Do you have any advice as to what may happen if I advertise different blocks from the same AS number, from two different locations, one of which I do not have my own transport facilities to...
This probably qualifies as a "unique routing policy" under ARIN NRPM section 5. That allows you to get another AS number. You could also get a small block of staticly-routed IPs from your ISPs in each location and use them to anchor a VPN (e.g. a GRE tunnel). That'd have the effect of extending your backbone. Regards, Bill Herrin -- William D. Herrin ................ herrin@dirtside.com bill@herrin.us 3005 Crane Dr. ...................... Web: <http://bill.herrin.us/> Falls Church, VA 22042-3004
On Sep 13, 2009, at 2:22 AM, William Herrin wrote:
On Sat, Sep 12, 2009 at 9:35 PM, Francois Menard<francois@menards.ca> wrote:
I have an opportunity to launch services in a remote marke, where I cannot extend my backbone to.

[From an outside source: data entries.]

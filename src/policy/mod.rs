//! Ownership policy: the single rule deciding whether the current identity
//! may mutate a resource.
//!
//! Every owned resource reduces to an [`OwnedResource`] descriptor before
//! authorization, so the owner-match branch lives here once instead of being
//! re-implemented per route. For dependent resources (images) the descriptor
//! carries the parent's owner. Existence is always checked before ownership:
//! a missing resource is 404, never 403, so ownership checks cannot leak
//! whether a resource exists.

use uuid::Uuid;

use crate::database::models::{Review, Spot};
use crate::database::queries::review_images::ReviewImageWithOwner;
use crate::database::queries::spot_images::SpotImageWithOwner;
use crate::error::ApiError;
use crate::middleware::Identity;

pub mod constraints;

#[derive(Debug, Clone, Copy, PartialEq, Eq)]
pub enum ResourceKind {
    Spot,
    Review,
    SpotImage,
    ReviewImage,
}

impl ResourceKind {
    pub fn not_found_message(self) -> &'static str {
        match self {
            ResourceKind::Spot => "Spot couldn't be found",
            ResourceKind::Review => "Review couldn't be found",
            ResourceKind::SpotImage => "Spot Image couldn't be found",
            ResourceKind::ReviewImage => "Review Image couldn't be found",
        }
    }
}

/// Descriptor of a resource for authorization purposes. `owner_id` is the
/// creating user for direct resources, or the parent's owner for images.
#[derive(Debug, Clone, Copy)]
pub struct OwnedResource {
    pub kind: ResourceKind,
    pub owner_id: Uuid,
}

/// Anything the ownership policy can authorize a mutation against.
pub trait Owned {
    fn resource(&self) -> OwnedResource;
}

impl Owned for Spot {
    fn resource(&self) -> OwnedResource {
        OwnedResource {
            kind: ResourceKind::Spot,
            owner_id: self.owner_id,
        }
    }
}

impl Owned for Review {
    fn resource(&self) -> OwnedResource {
        OwnedResource {
            kind: ResourceKind::Review,
            owner_id: self.user_id,
        }
    }
}

impl Owned for SpotImageWithOwner {
    fn resource(&self) -> OwnedResource {
        OwnedResource {
            kind: ResourceKind::SpotImage,
            owner_id: self.owner_id,
        }
    }
}

impl Owned for ReviewImageWithOwner {
    fn resource(&self) -> OwnedResource {
        OwnedResource {
            kind: ResourceKind::ReviewImage,
            owner_id: self.owner_id,
        }
    }
}

/// Existence gate, applied before any ownership comparison.
pub fn require_found<T>(found: Option<T>, kind: ResourceKind) -> Result<T, ApiError> {
    found.ok_or_else(|| ApiError::not_found(kind.not_found_message()))
}

/// Owner-only mutation rule, uniform across resource types.
///
/// Idempotent and side-effect free; the action being attempted does not
/// change the outcome (reads of listings are public and never come here).
pub fn authorize_mutation(identity: &Identity, resource: &impl Owned) -> Result<(), ApiError> {
    let descriptor = resource.resource();
    if descriptor.owner_id == identity.id {
        Ok(())
    } else {
        tracing::debug!(
            "denied mutation of {:?} owned by {} to user {}",
            descriptor.kind,
            descriptor.owner_id,
            identity.id
        );
        Err(ApiError::forbidden("Forbidden"))
    }
}

#[cfg(test)]
mod tests {
    use super::*;
    use chrono::Utc;
    use rust_decimal::Decimal;

    fn identity(id: Uuid) -> Identity {
        Identity {
            id,
            email: "user@example.com".to_string(),
            username: "user".to_string(),
        }
    }

    fn spot(owner_id: Uuid) -> Spot {
        Spot {
            id: Uuid::new_v4(),
            owner_id,
            address: "123 Main St".to_string(),
            city: "Springfield".to_string(),
            state: "OR".to_string(),
            country: "USA".to_string(),
            lat: 44.05,
            lng: -123.09,
            name: "Cozy cabin".to_string(),
            description: "A cabin".to_string(),
            price: Decimal::new(12000, 2),
            created_at: Utc::now(),
            updated_at: Utc::now(),
        }
    }

    #[test]
    fn owner_may_mutate_own_spot() {
        let owner = Uuid::new_v4();
        assert!(authorize_mutation(&identity(owner), &spot(owner)).is_ok());
    }

    #[test]
    fn non_owner_is_forbidden() {
        let result = authorize_mutation(&identity(Uuid::new_v4()), &spot(Uuid::new_v4()));
        match result {
            Err(ApiError::Forbidden(_)) => {}
            other => panic!("expected Forbidden, got {:?}", other),
        }
    }

    #[test]
    fn review_owner_is_the_author() {
        let author = Uuid::new_v4();
        let review = Review {
            id: Uuid::new_v4(),
            spot_id: Uuid::new_v4(),
            user_id: author,
            review: "Great stay".to_string(),
            stars: 5,
            created_at: Utc::now(),
            updated_at: Utc::now(),
        };
        assert!(authorize_mutation(&identity(author), &review).is_ok());
        assert!(authorize_mutation(&identity(Uuid::new_v4()), &review).is_err());
    }

    #[test]
    fn image_ownership_follows_the_parent() {
        let parent_owner = Uuid::new_v4();
        let image = SpotImageWithOwner {
            id: Uuid::new_v4(),
            spot_id: Uuid::new_v4(),
            owner_id: parent_owner,
        };
        assert!(authorize_mutation(&identity(parent_owner), &image).is_ok());
        assert!(authorize_mutation(&identity(Uuid::new_v4()), &image).is_err());
    }

    #[test]
    fn missing_resource_is_not_found_never_forbidden() {
        let result = require_found(None::<Spot>, ResourceKind::Spot);
        match result {
            Err(ApiError::NotFound(msg)) => assert_eq!(msg, "Spot couldn't be found"),
            other => panic!("expected NotFound, got {:?}", other),
        }
    }

    #[test]
    fn found_resource_passes_through() {
        let owner = Uuid::new_v4();
        let found = require_found(Some(spot(owner)), ResourceKind::Spot).expect("found");
        assert_eq!(found.owner_id, owner);
    }
}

However, this market is big enough that I can afford to put a Cisco 7201 over there and peer in BGP-4.
Do you have any advice as to what may happen if I advertise different blocks from the same AS number, from two different locations, one of which I do not have my own transport facilities to...
This probably qualifies as a "unique routing policy" under ARIN NRPM section 5. That allows you to get another AS number.
Why burn an ASN? There is no need. With "neighbor $FOO allowas-in", you can even see your own prefixes.
You could also get a small block of staticly-routed IPs from your ISPs in each location and use them to anchor a VPN (e.g. a GRE tunnel). That'd have the effect of extending your backbone.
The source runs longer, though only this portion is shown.